*Given records:*
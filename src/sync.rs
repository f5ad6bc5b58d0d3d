//! Tempo correction for narration audio.
//!
//! The narration comes back from text-to-speech at whatever length the voice
//! engine decides, so before muxing we stretch it to the video's timeline.
//! FFmpeg's `atempo` filter only accepts factors in `[0.5, 2.0]`, which means
//! larger corrections have to be expressed as a chain of filters.

use std::fmt;

/// Smallest factor a single `atempo` stage accepts.
pub const MIN_FACTOR: f64 = 0.5;

/// Largest factor a single `atempo` stage accepts.
pub const MAX_FACTOR: f64 = 2.0;

/// Slack around the range bounds so values like 2.0000000001 don't add a stage.
const EPSILON: f64 = 1e-9;

/// Decimal digits kept on the final (remainder) factor.
const PRECISION_DIGITS: i32 = 6;

/// How much faster (> 1) or slower (< 1) the audio must play to match the video.
///
/// Always finite and strictly positive.
#[derive(Debug, Clone, Copy, PartialEq)]
pub struct TempoRatio(f64);

impl TempoRatio {
    pub const IDENTITY: TempoRatio = TempoRatio(1.0);

    /// Wrap a raw ratio, collapsing anything non-finite or non-positive to identity.
    pub fn new(ratio: f64) -> Self {
        if ratio.is_finite() && ratio > 0.0 {
            TempoRatio(ratio)
        } else {
            Self::IDENTITY
        }
    }

    pub fn value(&self) -> f64 {
        self.0
    }

    pub fn is_identity(&self) -> bool {
        self.0 == 1.0
    }
}

impl Default for TempoRatio {
    fn default() -> Self {
        Self::IDENTITY
    }
}

impl fmt::Display for TempoRatio {
    fn fmt(&self, f: &mut fmt::Formatter<'_>) -> fmt::Result {
        write!(f, "{:.4}x", self.0)
    }
}

fn usable_duration(seconds: Option<f64>) -> Option<f64> {
    seconds.filter(|s| s.is_finite() && *s > 0.0)
}

/// Compute the tempo ratio that makes audio of `audio` seconds last `video` seconds.
///
/// Missing, zero, negative, or non-finite durations yield the identity ratio.
pub fn compute_ratio(video: Option<f64>, audio: Option<f64>) -> TempoRatio {
    match (usable_duration(video), usable_duration(audio)) {
        (Some(v), Some(a)) => TempoRatio::new(v / a),
        _ => TempoRatio::IDENTITY,
    }
}

/// Ordered `atempo` factors whose product is the target ratio.
///
/// Never empty; every factor lies in `[MIN_FACTOR, MAX_FACTOR]`.
#[derive(Debug, Clone, PartialEq)]
pub struct FilterChain {
    factors: Vec<f64>,
}

impl FilterChain {
    pub fn factors(&self) -> &[f64] {
        &self.factors
    }

    pub fn len(&self) -> usize {
        self.factors.len()
    }

    pub fn is_empty(&self) -> bool {
        self.factors.is_empty()
    }

    /// Combined stretch applied by the whole chain.
    pub fn product(&self) -> f64 {
        self.factors.iter().product()
    }

    /// Render as a single comma-joined FFmpeg audio filter expression.
    pub fn to_filter_expr(&self) -> String {
        self.factors
            .iter()
            .map(|f| format!("atempo={f:.6}"))
            .collect::<Vec<_>>()
            .join(",")
    }
}

impl fmt::Display for FilterChain {
    fn fmt(&self, f: &mut fmt::Formatter<'_>) -> fmt::Result {
        f.write_str(&self.to_filter_expr())
    }
}

fn round_factor(value: f64) -> f64 {
    let scale = 10f64.powi(PRECISION_DIGITS);
    (value * scale).round() / scale
}

/// Decompose `ratio` into `atempo` stages using x2 / x0.5 steps.
///
/// Invalid ratios collapse to the identity chain `[1.0]`, and a ratio of 1.0
/// still yields one stage.
pub fn build_chain(ratio: f64) -> FilterChain {
    if !ratio.is_finite() || ratio <= 0.0 {
        return FilterChain { factors: vec![1.0] };
    }

    let mut factors = Vec::new();
    let mut remaining = ratio;

    while remaining > MAX_FACTOR + EPSILON {
        factors.push(MAX_FACTOR);
        remaining /= MAX_FACTOR;
    }
    while remaining < MIN_FACTOR - EPSILON {
        factors.push(MIN_FACTOR);
        remaining /= MIN_FACTOR;
    }

    factors.push(round_factor(remaining).clamp(MIN_FACTOR, MAX_FACTOR));

    FilterChain { factors }
}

*Your goal:*
Word for word, write out the entire listing once more.

*Solution to the exercise:*
filename src/sync.rs
repository f5ad6bc5b58d0d3d
//! Tempo correction for narration audio.
//!
//! The narration comes back from text-to-speech at whatever length the voice
//! engine decides, so before muxing we stretch it to the video's timeline.
//! FFmpeg's `atempo` filter only accepts factors in `[0.5, 2.0]`, which means
//! larger corrections have to be expressed as a chain of filters.

use std::fmt;

/// Smallest factor a single `atempo` stage accepts.
pub const MIN_FACTOR: f64 = 0.5;

/// Largest factor a single `atempo` stage accepts.
pub const MAX_FACTOR: f64 = 2.0;

/// Slack around the range bounds so values like 2.0000000001 don't add a stage.
const EPSILON: f64 = 1e-9;

/// Decimal digits kept on the final (remainder) factor.
const PRECISION_DIGITS: i32 = 6;

/// How much faster (> 1) or slower (< 1) the audio must play to match the video.
///
/// Always finite and strictly positive.
#[derive(Debug, Clone, Copy, PartialEq)]
pub struct TempoRatio(f64);

impl TempoRatio {
    pub const IDENTITY: TempoRatio = TempoRatio(1.0);

    /// Wrap a raw ratio, collapsing anything non-finite or non-positive to identity.
    pub fn new(ratio: f64) -> Self {
        if ratio.is_finite() && ratio > 0.0 {
            TempoRatio(ratio)
        } else {
            Self::IDENTITY
        }
    }

    pub fn value(&self) -> f64 {
        self.0
    }

    pub fn is_identity(&self) -> bool {
        self.0 == 1.0
    }
}

impl Default for TempoRatio {
    fn default() -> Self {
        Self::IDENTITY
    }
}

impl fmt::Display for TempoRatio {
    fn fmt(&self, f: &mut fmt::Formatter<'_>) -> fmt::Result {
        write!(f, "{:.4}x", self.0)
    }
}

fn usable_duration(seconds: Option<f64>) -> Option<f64> {
    seconds.filter(|s| s.is_finite() && *s > 0.0)
}

/// Compute the tempo ratio that makes audio of `audio` seconds last `video` seconds.
///
/// Missing, zero, negative, or non-finite durations yield the identity ratio.
pub fn compute_ratio(video: Option<f64>, audio: Option<f64>) -> TempoRatio {
    match (usable_duration(video), usable_duration(audio)) {
        (Some(v), Some(a)) => TempoRatio::new(v / a),
        _ => TempoRatio::IDENTITY,
    }
}

/// Ordered `atempo` factors whose product is the target ratio.
///
/// Never empty; every factor lies in `[MIN_FACTOR, MAX_FACTOR]`.
#[derive(Debug, Clone, PartialEq)]
pub struct FilterChain {
    factors: Vec<f64>,
}

impl FilterChain {
    pub fn factors(&self) -> &[f64] {
        &self.factors
    }

    pub fn len(&self) -> usize {
        self.factors.len()
    }

    pub fn is_empty(&self) -> bool {
        self.factors.is_empty()
    }

    /// Combined stretch applied by the whole chain.
    pub fn product(&self) -> f64 {
        self.factors.iter().product()
    }

    /// Render as a single comma-joined FFmpeg audio filter expression.
    pub fn to_filter_expr(&self) -> String {
        self.factors
            .iter()
            .map(|f| format!("atempo={f:.6}"))
            .collect::<Vec<_>>()
            .join(",")
    }
}

impl fmt::Display for FilterChain {
    fn fmt(&self, f: &mut fmt::Formatter<'_>) -> fmt::Result {
        f.write_str(&self.to_filter_expr())
    }
}

fn round_factor(value: f64) -> f64 {
    let scale = 10f64.powi(PRECISION_DIGITS);
    (value * scale).round() / scale
}

/// Decompose `ratio` into `atempo` stages using x2 / x0.5 steps.
///
/// Invalid ratios collapse to the identity chain `[1.0]`, and a ratio of 1.0
/// still yields one stage.
pub fn build_chain(ratio: f64) -> FilterChain {
    if !ratio.is_finite() || ratio <= 0.0 {
        return FilterChain { factors: vec![1.0] };
    }

    let mut factors = Vec::new();
    let mut remaining = ratio;

    while remaining > MAX_FACTOR + EPSILON {
        factors.push(MAX_FACTOR);
        remaining /= MAX_FACTOR;
    }
    while remaining < MIN_FACTOR - EPSILON {
        factors.push(MIN_FACTOR);
        remaining /= MIN_FACTOR;
    }

    factors.push(round_factor(remaining).clamp(MIN_FACTOR, MAX_FACTOR));

    FilterChain { factors }
}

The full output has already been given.